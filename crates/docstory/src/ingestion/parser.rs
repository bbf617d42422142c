//! Document text extraction (PDF, plain text, markdown)

use sha2::{Digest, Sha256};
use std::path::Path;
use std::time::Duration;

use crate::error::{Error, Result};
use crate::types::{Document, FileType};

use super::cleaner::repair_extraction_artifacts;

/// Upper bound for the whole-document pdf-extract fallback
const PDF_EXTRACT_TIMEOUT: Duration = Duration::from_secs(60);

/// Raw text of a single page
#[derive(Debug, Clone)]
pub struct PageContent {
    /// Page number (1-indexed)
    pub page_number: u32,
    /// Extracted text, artifacts repaired but not normalized
    pub content: String,
}

/// A document together with its per-page raw text
#[derive(Debug, Clone)]
pub struct ExtractedDocument {
    pub document: Document,
    pub pages: Vec<PageContent>,
}

impl ExtractedDocument {
    /// Page texts in page order
    pub fn page_texts(&self) -> Vec<&str> {
        self.pages.iter().map(|p| p.content.as_str()).collect()
    }
}

/// Multi-format file parser
pub struct FileParser;

impl FileParser {
    /// Read a file and extract its pages; PDF parsing runs on the blocking pool
    pub async fn extract_pages(path: impl AsRef<Path>) -> Result<ExtractedDocument> {
        let path = path.as_ref();
        let data = tokio::fs::read(path).await?;
        let filename = path
            .file_name()
            .map(|n| n.to_string_lossy().into_owned())
            .unwrap_or_else(|| path.display().to_string());

        tracing::info!("Extracting text from {} ({} bytes)", filename, data.len());

        tokio::task::spawn_blocking(move || Self::parse(&filename, &data))
            .await
            .map_err(|e| Error::internal(format!("extraction task failed: {}", e)))?
    }

    /// Parse in-memory file contents based on the filename extension
    pub fn parse(filename: &str, data: &[u8]) -> Result<ExtractedDocument> {
        let file_type = FileType::from_filename(filename);
        if !file_type.is_supported() {
            return Err(Error::UnsupportedFileType(format!(
                "{} (supported: pdf, txt, md)",
                filename
            )));
        }

        let raw_pages = match file_type {
            FileType::Pdf => Self::parse_pdf(filename, data)?,
            FileType::Txt | FileType::Markdown => vec![String::from_utf8_lossy(data).into_owned()],
            FileType::Unknown => {
                return Err(Error::UnsupportedFileType(filename.to_string()));
            }
        };

        let pages: Vec<PageContent> = raw_pages
            .iter()
            .enumerate()
            .map(|(i, raw)| PageContent {
                page_number: i as u32 + 1,
                content: repair_extraction_artifacts(raw),
            })
            .collect();

        let mut document = Document::new(
            filename.to_string(),
            file_type,
            hash_content(data),
            data.len() as u64,
        );
        document.page_count = pages.len() as u32;

        Ok(ExtractedDocument { document, pages })
    }

    /// Per-page extraction with lopdf, whole-document pdf-extract as fallback
    fn parse_pdf(filename: &str, data: &[u8]) -> Result<Vec<String>> {
        match Self::extract_pdf_pages(data) {
            Ok(pages) if pages.iter().any(|p| !p.trim().is_empty()) => return Ok(pages),
            Ok(_) => tracing::warn!("{}: per-page extraction found no text, trying fallback", filename),
            Err(e) => tracing::warn!("{}: per-page extraction failed ({}), trying fallback", filename, e),
        }

        let text = Self::extract_pdf_with_timeout(data)
            .map_err(|e| Error::file_parse(filename, e))?;

        if text.trim().is_empty() {
            return Err(Error::file_parse(
                filename,
                "No text content could be extracted; the PDF may be image-based",
            ));
        }

        Ok(vec![text])
    }

    fn extract_pdf_pages(data: &[u8]) -> std::result::Result<Vec<String>, lopdf::Error> {
        let doc = lopdf::Document::load_mem(data)?;
        let pages = doc.get_pages();
        let mut texts = Vec::with_capacity(pages.len());

        for page_number in pages.keys() {
            match doc.extract_text(&[*page_number]) {
                Ok(text) => texts.push(text),
                Err(e) => {
                    tracing::debug!("Could not extract text of page {}: {}", page_number, e);
                    texts.push(String::new());
                }
            }
        }

        Ok(texts)
    }

    /// Run pdf-extract on a separate thread; some fonts make it hang
    fn extract_pdf_with_timeout(data: &[u8]) -> std::result::Result<String, String> {
        use std::sync::mpsc;
        use std::thread;

        let data_vec = data.to_vec();
        let (tx, rx) = mpsc::channel();

        let handle = thread::spawn(move || {
            let result = pdf_extract::extract_text_from_mem(&data_vec);
            let _ = tx.send(result);
        });

        match rx.recv_timeout(PDF_EXTRACT_TIMEOUT) {
            Ok(Ok(text)) => {
                let _ = handle.join();
                Ok(text)
            }
            Ok(Err(e)) => {
                let _ = handle.join();
                Err(format!("pdf-extract failed: {}", e))
            }
            Err(mpsc::RecvTimeoutError::Timeout) => {
                tracing::error!("PDF extraction timeout after {:?}", PDF_EXTRACT_TIMEOUT);
                Err(format!("extraction timed out after {:?}", PDF_EXTRACT_TIMEOUT))
            }
            Err(mpsc::RecvTimeoutError::Disconnected) => {
                tracing::error!("PDF extraction thread crashed");
                Err("extraction thread crashed".to_string())
            }
        }
    }
}

/// Hash content for identification
fn hash_content(content: &[u8]) -> String {
    let mut hasher = Sha256::new();
    hasher.update(content);
    hex::encode(hasher.finalize())
}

=====

■ **DESCRIPTION OF THE TASK**
Restate word for word the lines running from the line that holds "timed out after" to the final line of the entries.

■ **YOUR RESPONSE**
                Err(format!("extraction timed out after {:?}", PDF_EXTRACT_TIMEOUT))
            }
            Err(mpsc::RecvTimeoutError::Disconnected) => {
                tracing::error!("PDF extraction thread crashed");
                Err("extraction thread crashed".to_string())
            }
        }
    }
}

/// Hash content for identification
fn hash_content(content: &[u8]) -> String {
    let mut hasher = Sha256::new();
    hasher.update(content);
    hex::encode(hasher.finalize())
}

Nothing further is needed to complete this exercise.